The ML models generated R²_train values in the range of 0.922~0.988 when using Morgan fingerprints (3072 bits) as features, suggesting good fitting of the training set (Table 2). To further assess the reliability of the developed models, external validation was performed using R²_test as statistical criteria. The R²_test was used to measure the correlation between experimental and predicted logk values; an R² value of 1 indicated that the regressions perfectly fit the data. In this study, the values ranged from 0.532~0.712. The SVM model has the lowest MAE and RMSE on both the training and test sets, which are crucial metrics for generalization, showing the smallest average error in the predictions. The results demonstrate that SVM methods emerge as the top-performing model for this particular task when using the R²_test as the scoring factor. Contrastingly to the SVM model, the XGB and GB models yielded R²_test values higher than 0.97 and R²_test values higher than 0.60. Both have small MAE and RMSE numbers in their test sets, which demonstrated a robust predicting performance. BR also showed R²_train values higher than 0.98 and R²_test values around 0.597; however, when comparing with boosting models, we can see higher MAE and RMSE results on both the training and test sets. The results revealed that the ensemble and boosting methods (XGB, BR, GB) consistently outperformed the single models (DT) on both training and test sets [44]. Previous research also demonstrated that an ensemble is on generally more accurate than single base models [45].

Table 2 details the performance parameters of these models; our analysis revealed that ensemble and boosting methods consistently outperformed single models, aligning with the existing literature that suggests that ensemble approaches generally achieve higher accuracy than individual base models. The p-values for each pair of machine learning models, based on the R²_test values derived from tenfold cross validation, were also calculated. The SVM model showed a significant difference with the rest of the models (p < 0.05), except for the gradient boost model (p = 0.032).

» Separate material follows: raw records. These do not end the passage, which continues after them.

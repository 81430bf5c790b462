//! A format-erased tile source: the `cp` engine and `agg-hash`/`info`
//! commands read through this instead of knowing whether they're talking to
//! an MBTiles file or a directory pyramid.

use crate::directory::DirectoryReader;
use crate::mbtiles::MbtilesReader;
use anyhow::{bail, Result};
use std::path::Path;
use utiles_core::{Tile, TileType};

/// Either storage backend, behind one read interface.
pub enum TileSource {
	Mbtiles(MbtilesReader),
	Directory(DirectoryReader),
}

impl TileSource {
	/// Open `path` as an MBTiles file if it looks like a SQLite database
	/// (by extension), otherwise as a directory pyramid.
	pub fn open(path: &Path) -> Result<Self> {
		if path.is_dir() {
			Ok(TileSource::Directory(DirectoryReader::open(path)?))
		} else if path.is_file() {
			Ok(TileSource::Mbtiles(MbtilesReader::open(path)?))
		} else {
			bail!("{path:?} is neither a file nor a directory");
		}
	}

	pub fn get_tile(&self, tile: Tile) -> Result<Option<Vec<u8>>> {
		match self {
			TileSource::Mbtiles(r) => r.get_tile(tile),
			TileSource::Directory(r) => r.get_tile(tile),
		}
	}

	/// Every `(Tile, bytes)` pair in the source, in canonical order.
	pub fn all_tiles(&self) -> Result<Vec<(Tile, Vec<u8>)>> {
		match self {
			TileSource::Mbtiles(r) => r.all_tiles(),
			TileSource::Directory(r) => r.all_tiles(),
		}
	}

	/// Stream every `(Tile, bytes, TileType)` triple out of the source
	/// lazily, so a consumer (e.g. `cp`) never has to hold more than one
	/// tile's worth of payload in memory at a time.
	pub fn iter_tiles(&self) -> Box<dyn Iterator<Item = Result<(Tile, Vec<u8>, TileType)>> + '_> {
		match self {
			TileSource::Mbtiles(r) => Box::new(r.iter_tiles(None, None)),
			TileSource::Directory(r) => Box::new(r.iter_tiles()),
		}
	}

	pub fn tile_count(&self) -> Result<i64> {
		match self {
			TileSource::Mbtiles(r) => r.tile_count(),
			TileSource::Directory(r) => Ok(r.tile_count() as i64),
		}
	}
}
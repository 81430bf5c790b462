//! Reads tiles and metadata out of an MBTiles file, transparently across
//! all three schemas: every schema exposes a `tiles` table or view with the
//! same four columns, so reads never need to know which one is underneath.

use crate::schema::{self, DbType};
use anyhow::{ensure, Context, Result};
use r2d2::Pool;
use r2d2_sqlite::rusqlite::OptionalExtension;
use r2d2_sqlite::SqliteConnectionManager;
use std::path::Path;
use std::sync::mpsc::{sync_channel, Receiver};
use std::thread::{self, JoinHandle};
use utiles_core::{sniff, Tile, TileType};

/// Channel depth for [`MbtilesReader::iter_tiles`]'s producer thread; bounds
/// how far SQL row fetching can read ahead of the consumer.
const ITER_CHANNEL_DEPTH: usize = 256;

/// A handle on an MBTiles SQLite database opened for reading.
pub struct MbtilesReader {
	pool: Pool<SqliteConnectionManager>,
	db_type: DbType,
}

impl MbtilesReader {
	/// Open an existing MBTiles file.
	pub fn open(path: &Path) -> Result<Self> {
		ensure!(path.exists(), "mbtiles file {path:?} does not exist");
		let manager = SqliteConnectionManager::file(path);
		let pool = Pool::builder().max_size(8).build(manager).context("opening mbtiles pool")?;
		let db_type = schema::detect(&pool)?;
		Ok(Self { pool, db_type })
	}

	#[must_use]
	pub fn db_type(&self) -> DbType {
		self.db_type
	}

	#[must_use]
	pub fn pool(&self) -> &Pool<SqliteConnectionManager> {
		&self.pool
	}

	/// Fetch a single tile's raw bytes, with the TMS y-flip applied at the
	/// SQL boundary (MBTiles stores rows bottom-up).
	pub fn get_tile(&self, tile: Tile) -> Result<Option<Vec<u8>>> {
		let conn = self.pool.get()?;
		let tms_y = tms_flip(tile);
		Ok(conn
			.query_row(
				"SELECT tile_data FROM tiles WHERE zoom_level = ?1 AND tile_column = ?2 AND tile_row = ?3",
				[i64::from(tile.z), i64::from(tile.x), i64::from(tms_y)],
				|row| row.get(0),
			)
			.optional()?)
	}

	/// Every tile in the database, in canonical `(z, y, x)` order.
	pub fn all_tiles(&self) -> Result<Vec<(Tile, Vec<u8>)>> {
		self.tiles_in(None, None)
	}

	/// Tiles restricted to a zoom range and/or tile-column/row bounding box
	/// (bbox already expressed as TMS column/row bounds), collected eagerly.
	pub fn tiles_in(
		&self,
		zoom_range: Option<(u8, u8)>,
		bbox_cols_rows: Option<(u32, u32, u32, u32)>,
	) -> Result<Vec<(Tile, Vec<u8>)>> {
		let mut out = self
			.iter_tiles(zoom_range, bbox_cols_rows)
			.map(|row| row.map(|(tile, data, _)| (tile, data)))
			.collect::<Result<Vec<_>>>()?;
		out.sort_by(|a, b| a.0.cmp(&b.0));
		Ok(out)
	}

	/// Stream tiles out of the database one row at a time instead of
	/// collecting them all up front, so a caller (e.g. `cp`) can hold at most
	/// a batch's worth of tile bytes in memory at any point. A background
	/// thread owns the SQL cursor and feeds rows through a bounded channel,
	/// since `rusqlite`'s row iterator borrows its statement and can't be
	/// handed back across the method boundary directly.
	pub fn iter_tiles(
		&self,
		zoom_range: Option<(u8, u8)>,
		bbox_cols_rows: Option<(u32, u32, u32, u32)>,
	) -> TileRowIter {
		let pool = self.pool.clone();
		let (tx, rx) = sync_channel(ITER_CHANNEL_DEPTH);
		let handle = thread::spawn(move || {
			let outcome: Result<()> = (|| {
				let conn = pool.get()?;
				let mut sql = "SELECT zoom_level, tile_column, tile_row, tile_data FROM tiles".to_string();
				let mut clauses = Vec::new();
				if let Some((z0, z1)) = zoom_range {
					clauses.push(format!("zoom_level BETWEEN {z0} AND {z1}"));
				}
				if let Some((x0, y0, x1, y1)) = bbox_cols_rows {
					clauses.push(format!(
						"tile_column BETWEEN {x0} AND {x1} AND tile_row BETWEEN {y0} AND {y1}"
					));
				}
				if !clauses.is_empty() {
					sql.push_str(" WHERE ");
					sql.push_str(&clauses.join(" AND "));
				}
				// TMS rows run bottom-up, so descending tile_row is ascending y.
				sql.push_str(" ORDER BY zoom_level ASC, tile_row DESC, tile_column ASC");
				let mut stmt = conn.prepare(&sql)?;
				let mut rows = stmt.query([])?;
				while let Some(row) = rows.next()? {
					let z: u8 = row.get(0)?;
					let x: u32 = row.get(1)?;
					let tms_y: u32 = row.get(2)?;
					let data: Vec<u8> = row.get(3)?;
					let y = (1u32 << z) - 1 - tms_y;
					let tile = Tile::new(x, y, z)?;
					let tile_type = sniff(&data);
					if tx.send(Ok((tile, data, tile_type))).is_err() {
						break;
					}
				}
				Ok(())
			})();
			if let Err(err) = outcome {
				let _ = tx.send(Err(err));
			}
		});
		TileRowIter {
			rx,
			_producer: handle,
		}
	}

	/// All `(name, value)` rows from the `metadata` table.
	pub fn metadata(&self) -> Result<Vec<(String, String)>> {
		let conn = self.pool.get()?;
		let mut stmt = conn.prepare("SELECT name, value FROM metadata")?;
		let rows = stmt.query_map([], |row| Ok((row.get::<_, String>(0)?, row.get::<_, String>(1)?)))?;
		let mut out = Vec::new();
		for row in rows {
			out.push(row?);
		}
		Ok(out)
	}

	pub fn metadata_value(&self, name: &str) -> Result<Option<String>> {
		let conn = self.pool.get()?;
		Ok(conn
			.query_row("SELECT value FROM metadata WHERE name = ?1", [name], |row| row.get(0))
			.optional()?)
	}

	pub fn tile_count(&self) -> Result<i64> {
		let conn = self.pool.get()?;
		Ok(conn.query_row("SELECT COUNT(*) FROM tiles", [], |row| row.get(0))?)
	}

	pub fn zoom_range(&self) -> Result<Option<(u8, u8)>> {
		let conn = self.pool.get()?;
		let row: Option<(i64, i64)> = conn
			.query_row("SELECT MIN(zoom_level), MAX(zoom_level) FROM tiles", [], |r| {
				Ok((r.get(0)?, r.get(1)?))
			})
			.optional()?;
		Ok(row.map(|(a, b)| (a as u8, b as u8)))
	}
}

/// TMS row index for a tile's y: `2^z - 1 - y`.
fn tms_flip(tile: Tile) -> u32 {
	(1u32 << tile.z) - 1 - tile.y
}

/// Lazy handle on [`MbtilesReader::iter_tiles`]'s background query; dropping
/// it before exhaustion stops the producer thread on its next send.
pub struct TileRowIter {
	rx: Receiver<Result<(Tile, Vec<u8>, TileType)>>,
	_producer: JoinHandle<()>,
}

impl Iterator for TileRowIter {
	type Item = Result<(Tile, Vec<u8>, TileType)>;

	fn next(&mut self) -> Option<Self::Item> {
		self.rx.recv().ok()
	}
}
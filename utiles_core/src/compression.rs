//! Gzip/deflate helpers for the MBTiles and directory writers, which may
//! store PBF tiles compressed regardless of what encoding the source data
//! arrived in.

use anyhow::{Context, Result};
use flate2::read::{GzDecoder, ZlibDecoder};
use flate2::write::GzEncoder;
use flate2::Compression;
use std::io::{Read, Write};

/// Gzip-compress `data` at the default compression level.
pub fn gzip_compress(data: &[u8]) -> Result<Vec<u8>> {
	let mut encoder = GzEncoder::new(Vec::new(), Compression::default());
	encoder.write_all(data).context("writing to gzip encoder")?;
	encoder.finish().context("finishing gzip stream")
}

/// Decompress a gzip-wrapped payload.
pub fn gzip_decompress(data: &[u8]) -> Result<Vec<u8>> {
	let mut decoder = GzDecoder::new(data);
	let mut out = Vec::new();
	decoder.read_to_end(&mut out).context("decoding gzip stream")?;
	Ok(out)
}

/// Decompress a zlib/deflate-wrapped payload.
pub fn deflate_decompress(data: &[u8]) -> Result<Vec<u8>> {
	let mut decoder = ZlibDecoder::new(data);
	let mut out = Vec::new();
	decoder.read_to_end(&mut out).context("decoding deflate stream")?;
	Ok(out)
}

#[cfg(test)]
mod tests {
	use super::*;

	#[test]
	fn gzip_roundtrip() {
		let data = b"some pbf tile bytes, not really";
		let compressed = gzip_compress(data).unwrap();
		assert_ne!(compressed, data);
		let back = gzip_decompress(&compressed).unwrap();
		assert_eq!(back, data);
	}
}
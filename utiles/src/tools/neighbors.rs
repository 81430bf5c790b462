//! `neighbors`: the up-to-eight tiles adjacent to each input tile.

use crate::stdin_stream::{read_values, write_value};
use crate::tools::common::tile_from_value;
use anyhow::Result;
use clap::Args;

#[derive(Args, Debug)]
pub struct Subcommand {
	#[arg(long)]
	pub seq: bool,
}

pub fn run(args: &Subcommand) -> Result<()> {
	let stdout = std::io::stdout();
	let mut out = stdout.lock();
	let stdin = std::io::stdin();

	for value in read_values(stdin.lock())? {
		let tile = tile_from_value(&value)?;
		for n in tile.neighbors() {
			write_value(&mut out, &serde_json::json!([n.x, n.y, n.z]), args.seq)?;
		}
	}
	Ok(())
}
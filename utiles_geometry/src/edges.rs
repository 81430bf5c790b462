//! Boundary extraction for a tile set: a tile is on the edge iff at least
//! one of its four cardinal (N/E/S/W) neighbors is absent from the set.

use std::collections::BTreeSet;
use utiles_core::Tile;

/// The subset of `tiles` that border the outside of the set.
#[must_use]
pub fn edges(tiles: &BTreeSet<Tile>) -> BTreeSet<Tile> {
	tiles
		.iter()
		.copied()
		.filter(|t| cardinal_neighbors(*t).iter().any(|n| !tiles.contains(n)))
		.collect()
}

fn cardinal_neighbors(t: Tile) -> [Tile; 4] {
	[
		Tile::new_unchecked(t.x, t.y.wrapping_sub(1), t.z),
		Tile::new_unchecked(t.x + 1, t.y, t.z),
		Tile::new_unchecked(t.x, t.y + 1, t.z),
		Tile::new_unchecked(t.x.wrapping_sub(1), t.y, t.z),
	]
}

#[cfg(test)]
mod tests {
	use super::*;

	#[test]
	fn single_tile_is_its_own_edge() {
		let t = Tile::new(5, 5, 4).unwrap();
		let set = BTreeSet::from([t]);
		assert_eq!(edges(&set), set);
	}

	#[test]
	fn interior_tile_of_solid_block_is_not_an_edge() {
		let mut set = BTreeSet::new();
		for x in 0..3 {
			for y in 0..3 {
				set.insert(Tile::new(x, y, 4).unwrap());
			}
		}
		let e = edges(&set);
		assert!(!e.contains(&Tile::new(1, 1, 4).unwrap()));
		assert!(e.contains(&Tile::new(0, 0, 4).unwrap()));
		assert_eq!(e.len(), 8);
	}
}
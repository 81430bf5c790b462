//! Shared stdin-to-`Tile` decoding used by `parent`, `children`, `neighbors`,
//! `quadkey`, and `edges` — each of which accepts tile triples or quadkeys
//! interchangeably.

use crate::stdin_stream::StdinValue;
use anyhow::Result;
use utiles_core::{Tile, UtilesError};

/// Out-of-range sentinel reported when the input isn't shaped like a tile at
/// all (wrong-length array, or a GeoJSON object where a tile was expected).
pub(crate) const BAD_TILE: UtilesError = UtilesError::InvalidTile {
	x: u32::MAX,
	y: u32::MAX,
	z: u8::MAX,
};

pub fn tile_from_value(value: &StdinValue) -> Result<Tile> {
	match value {
		StdinValue::Array(json) => {
			let nums: Vec<i64> = serde_json::from_value(json.clone())?;
			match nums.as_slice() {
				[x, y, z] => Tile::new(*x as u32, *y as u32, *z as u8),
				_ => Err(BAD_TILE.into()),
			}
		}
		StdinValue::Quadkey(q) => Tile::from_quadkey(q),
		StdinValue::Object(_) => Err(BAD_TILE.into()),
	}
}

When choosing a model for tasks requiring high accuracy and reliability, like predicting reaction constants, the model should balance between fitting the training data and generalizing the unseen data. For example, the SVM model’s robust performance underscores its suitability for complex predictive tasks, where minimizing errors is crucial. On the other hand, the high R²_train and R²_test scores of the XGB and GB models, combined with their low error metrics, highlight their potential in capturing the underlying patterns within the data without overfitting, making them reliable choices for predicting the reaction constants in varied chemical environments.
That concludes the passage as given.